= Directions for this task =
Would you please copy the part of the material below that opens with the line containing "let first = style" and closes with the line containing "filename src/value/mod.rs"? Copy it exactly, and only it.

= Data under study =
○ ○ ○ ○ ○

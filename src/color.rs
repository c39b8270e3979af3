//! Color rules: color-array fallback and 8-digit hex expansion.

use serde::{Deserialize, Serialize};
use tracing::debug;

use crate::value::{StyleFragment, StyleValue};

/// Singular color keys paired with their color-array counterparts.
pub const COLOR_ARRAY_PAIRS: &[(&str, &str)] = &[
    ("color", "colors"),
    ("borderColor", "borderColors"),
    ("borderTopColor", "borderTopColors"),
    ("borderBottomColor", "borderBottomColors"),
    ("borderLeftColor", "borderLeftColors"),
    ("borderRightColor", "borderRightColors"),
    ("backgroundColor", "backgroundColors"),
];

/// Keys whose `#RRGGBBAA` values are expanded to an rgba function.
pub const HEX_COLOR_KEYS: &[&str] = &[
    "backgroundColor",
    "color",
    "borderColor",
    "borderTopColor",
    "borderBottomColor",
    "borderLeftColor",
    "borderRightColor",
];

/// Function name emitted for expanded 8-digit hex colors.
#[derive(Debug, Clone, Copy, Default, PartialEq, Eq, Serialize, Deserialize)]
#[serde(rename_all = "snake_case")]
pub enum RgbaNotation {
    /// `rgba(r,g,b,a)`
    #[default]
    Standard,
    /// `rbga(r,g,b,a)`, byte-compatible with older renderers that emitted it.
    Legacy,
}

impl RgbaNotation {
    fn function_name(self) -> &'static str {
        match self {
            RgbaNotation::Standard => "rgba",
            RgbaNotation::Legacy => "rbga",
        }
    }
}

/// Fills an absent or falsy color from the first entry of its color array.
///
/// Only non-empty lists are considered; any other shape of the plural key is
/// ignored.
pub fn apply_color_arrays(mut style: StyleFragment) -> StyleFragment {
    for (color, colors) in COLOR_ARRAY_PAIRS {
        if style.is_set(color) {
            continue;
        }
        let first = style
            .get(colors)
            .and_then(StyleValue::as_list)
            .and_then(<[StyleValue]>::first)
            .cloned();
        if let Some(first) = first {
            style.insert(color, first);
        }
    }
    style
}

/// Returns `true` for `#` followed by eight more characters.
pub fn is_8_digit_hex_color(value: &str) -> bool {
    value.len() == 9 && value.starts_with('#')
}

/// Splits a packed `0xRRGGBBAA` value into its channels.
pub fn unpack_rgba(color: u32) -> (u8, u8, u8, u8) {
    let red = ((color & 0xff00_0000) >> 24) as u8;
    let green = ((color & 0x00ff_0000) >> 16) as u8;
    let blue = ((color & 0x0000_ff00) >> 8) as u8;
    let alpha = (color & 0x0000_00ff) as u8;
    (red, green, blue, alpha)
}

/// Converts `#RRGGBBAA` to an rgba function string.
///
/// Returns `None` if the text is not 8-digit hex. The alpha channel is
/// emitted as its raw byte value.
///
/// # Example
///
/// ```rust
/// use stylebridge::{hex_to_rgba, RgbaNotation};
///
/// assert_eq!(
///     hex_to_rgba("#11223344", RgbaNotation::Standard).as_deref(),
///     Some("rgba(17,34,51,68)")
/// );
/// assert_eq!(hex_to_rgba("#123", RgbaNotation::Standard), None);
/// ```
pub fn hex_to_rgba(value: &str, notation: RgbaNotation) -> Option<String> {
    if !is_8_digit_hex_color(value) {
        return None;
    }
    let digits = &value[1..];
    if !digits.bytes().all(|b| b.is_ascii_hexdigit()) {
        return None;
    }
    let packed = u32::from_str_radix(digits, 16).ok()?;
    let (red, green, blue, alpha) = unpack_rgba(packed);
    Some(format!(
        "{}({},{},{},{})",
        notation.function_name(),
        red,
        green,
        blue,
        alpha
    ))
}

/// Rewrites every 8-digit hex color under [`HEX_COLOR_KEYS`].
pub fn expand_hex_colors(mut style: StyleFragment, notation: RgbaNotation) -> StyleFragment {
    for key in HEX_COLOR_KEYS {
        let expanded = match style.get(key).and_then(StyleValue::as_str) {
            Some(hex) => hex_to_rgba(hex, notation),
            None => None,
        };
        if let Some(rgba) = expanded {
            debug!(property = *key, value = %rgba, "expanded 8-digit hex color");
            style.insert(key, rgba);
        }
    }
    style
}
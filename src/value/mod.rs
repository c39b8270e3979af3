//! Style values, fragments and the adapter's input/output shapes.
//!
//! This module provides the data model the adapter works on:
//!
//! - [`StyleValue`]: A single property value (literal, list, map or animation reference)
//! - [`StyleFragment`]: An insertion-ordered property map
//! - [`StyleInput`]: One fragment or an ordered list of fragments
//! - [`ResolvedStyle`]: The flattened, web-ready output map
//!
//! Values follow JavaScript truthiness and stringification rules so that
//! style declarations written for the native side behave the same once they
//! are translated.

mod fragment;
mod input;
mod style_value;

pub use fragment::StyleFragment;
pub use input::{ResolvedStyle, StyleInput};
pub use style_value::StyleValue;
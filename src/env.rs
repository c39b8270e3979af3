//! Rendering environment detection.
//!
//! Older web engines only understand the vendor-prefixed `-webkit-flex`
//! display keyword. The adapter asks a process-wide detector which keyword
//! to emit when it fills in a default `display`.

use once_cell::sync::Lazy;
use serde::{Deserialize, Serialize};
use std::sync::Mutex;

/// Which flexbox display keyword the rendering environment supports.
#[derive(Debug, Clone, Copy, PartialEq, Eq, Default, Serialize, Deserialize)]
#[serde(rename_all = "snake_case")]
pub enum FlexSupport {
    /// Unprefixed `flex` is supported.
    #[default]
    Native,
    /// Only the `-webkit-flex` keyword is supported.
    Prefixed,
}

impl FlexSupport {
    /// The `display` value to use for this environment.
    pub fn display_value(self) -> &'static str {
        match self {
            FlexSupport::Native => "flex",
            FlexSupport::Prefixed => "-webkit-flex",
        }
    }
}

type FlexDetector = fn() -> FlexSupport;

static FLEX_DETECTOR: Lazy<Mutex<FlexDetector>> = Lazy::new(|| Mutex::new(native_flex_detector));

/// Overrides the detector used to determine flexbox support.
///
/// Host renderers call this once at startup with a probe of their engine.
/// It is also useful for testing the prefixed code path.
pub fn set_flex_detector(detector: FlexDetector) {
    let mut guard = FLEX_DETECTOR
        .lock()
        .unwrap_or_else(|poisoned| poisoned.into_inner());
    *guard = detector;
}

/// Runs the current detector.
pub fn detect_flex_support() -> FlexSupport {
    let detector = FLEX_DETECTOR
        .lock()
        .unwrap_or_else(|poisoned| poisoned.into_inner());
    (*detector)()
}

fn native_flex_detector() -> FlexSupport {
    FlexSupport::Native
}
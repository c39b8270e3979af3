//! Number formatting and pixel-unit helpers.

use crate::value::StyleValue;

/// Formats a number the way JavaScript converts numbers to strings.
///
/// Integral values print without a fractional part, `-0` prints as `0`,
/// and non-finite values print as `NaN`, `Infinity` or `-Infinity`.
/// Magnitudes of at least `1e21` or below `1e-6` use exponent notation
/// with an explicit exponent sign (`1e+21`, `1e-7`).
///
/// # Example
///
/// ```rust
/// use stylebridge::format_number;
///
/// assert_eq!(format_number(10.0), "10");
/// assert_eq!(format_number(0.5), "0.5");
/// assert_eq!(format_number(f64::INFINITY), "Infinity");
/// assert_eq!(format_number(2.5e-8), "2.5e-8");
/// ```
pub fn format_number(n: f64) -> String {
    if n.is_nan() {
        "NaN".to_string()
    } else if n.is_infinite() {
        let text = if n > 0.0 { "Infinity" } else { "-Infinity" };
        text.to_string()
    } else if n == 0.0 {
        "0".to_string()
    } else if n.abs() >= 1e21 || n.abs() < 1e-6 {
        exponent_form(n)
    } else {
        n.to_string()
    }
}

fn exponent_form(n: f64) -> String {
    let text = format!("{:e}", n);
    match text.split_once('e') {
        Some((mantissa, exponent)) if !exponent.starts_with('-') => {
            format!("{}e+{}", mantissa, exponent)
        }
        _ => text,
    }
}

/// Returns `true` for finite numbers and for strings that parse fully to a
/// finite number (surrounding whitespace allowed).
pub fn is_numeric(value: &StyleValue) -> bool {
    match value {
        StyleValue::Number(n) => n.is_finite(),
        StyleValue::String(s) => s.trim().parse::<f64>().is_ok_and(f64::is_finite),
        _ => false,
    }
}

/// Appends `px` to numeric values; everything else passes through unchanged.
///
/// Numeric strings keep their original text, so `"8"` becomes `"8px"`.
///
/// # Example
///
/// ```rust
/// use stylebridge::{to_px, StyleValue};
///
/// assert_eq!(to_px(&StyleValue::from(12)), StyleValue::from("12px"));
/// assert_eq!(to_px(&StyleValue::from("1.5")), StyleValue::from("1.5px"));
/// assert_eq!(to_px(&StyleValue::from("auto")), StyleValue::from("auto"));
/// ```
pub fn to_px(value: &StyleValue) -> StyleValue {
    if !is_numeric(value) {
        return value.clone();
    }
    match value {
        StyleValue::Number(n) => StyleValue::String(format!("{}px", format_number(*n))),
        StyleValue::String(s) => StyleValue::String(format!("{}px", s)),
        _ => value.clone(),
    }
}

○ ○ ○ ○ ○

= Answer to the exercise =
        let first = style
            .get(colors)
            .and_then(StyleValue::as_list)
            .and_then(<[StyleValue]>::first)
            .cloned();
        if let Some(first) = first {
            style.insert(color, first);
        }
    }
    style
}

/// Returns `true` for `#` followed by eight more characters.
pub fn is_8_digit_hex_color(value: &str) -> bool {
    value.len() == 9 && value.starts_with('#')
}

/// Splits a packed `0xRRGGBBAA` value into its channels.
pub fn unpack_rgba(color: u32) -> (u8, u8, u8, u8) {
    let red = ((color & 0xff00_0000) >> 24) as u8;
    let green = ((color & 0x00ff_0000) >> 16) as u8;
    let blue = ((color & 0x0000_ff00) >> 8) as u8;
    let alpha = (color & 0x0000_00ff) as u8;
    (red, green, blue, alpha)
}

/// Converts `#RRGGBBAA` to an rgba function string.
///
/// Returns `None` if the text is not 8-digit hex. The alpha channel is
/// emitted as its raw byte value.
///
/// # Example
///
/// ```rust
/// use stylebridge::{hex_to_rgba, RgbaNotation};
///
/// assert_eq!(
///     hex_to_rgba("#11223344", RgbaNotation::Standard).as_deref(),
///     Some("rgba(17,34,51,68)")
/// );
/// assert_eq!(hex_to_rgba("#123", RgbaNotation::Standard), None);
/// ```
pub fn hex_to_rgba(value: &str, notation: RgbaNotation) -> Option<String> {
    if !is_8_digit_hex_color(value) {
        return None;
    }
    let digits = &value[1..];
    if !digits.bytes().all(|b| b.is_ascii_hexdigit()) {
        return None;
    }
    let packed = u32::from_str_radix(digits, 16).ok()?;
    let (red, green, blue, alpha) = unpack_rgba(packed);
    Some(format!(
        "{}({},{},{},{})",
        notation.function_name(),
        red,
        green,
        blue,
        alpha
    ))
}

/// Rewrites every 8-digit hex color under [`HEX_COLOR_KEYS`].
pub fn expand_hex_colors(mut style: StyleFragment, notation: RgbaNotation) -> StyleFragment {
    for key in HEX_COLOR_KEYS {
        let expanded = match style.get(key).and_then(StyleValue::as_str) {
            Some(hex) => hex_to_rgba(hex, notation),
            None => None,
        };
        if let Some(rgba) = expanded {
            debug!(property = *key, value = %rgba, "expanded 8-digit hex color");
            style.insert(key, rgba);
        }
    }
    style
}
filename src/value/mod.rs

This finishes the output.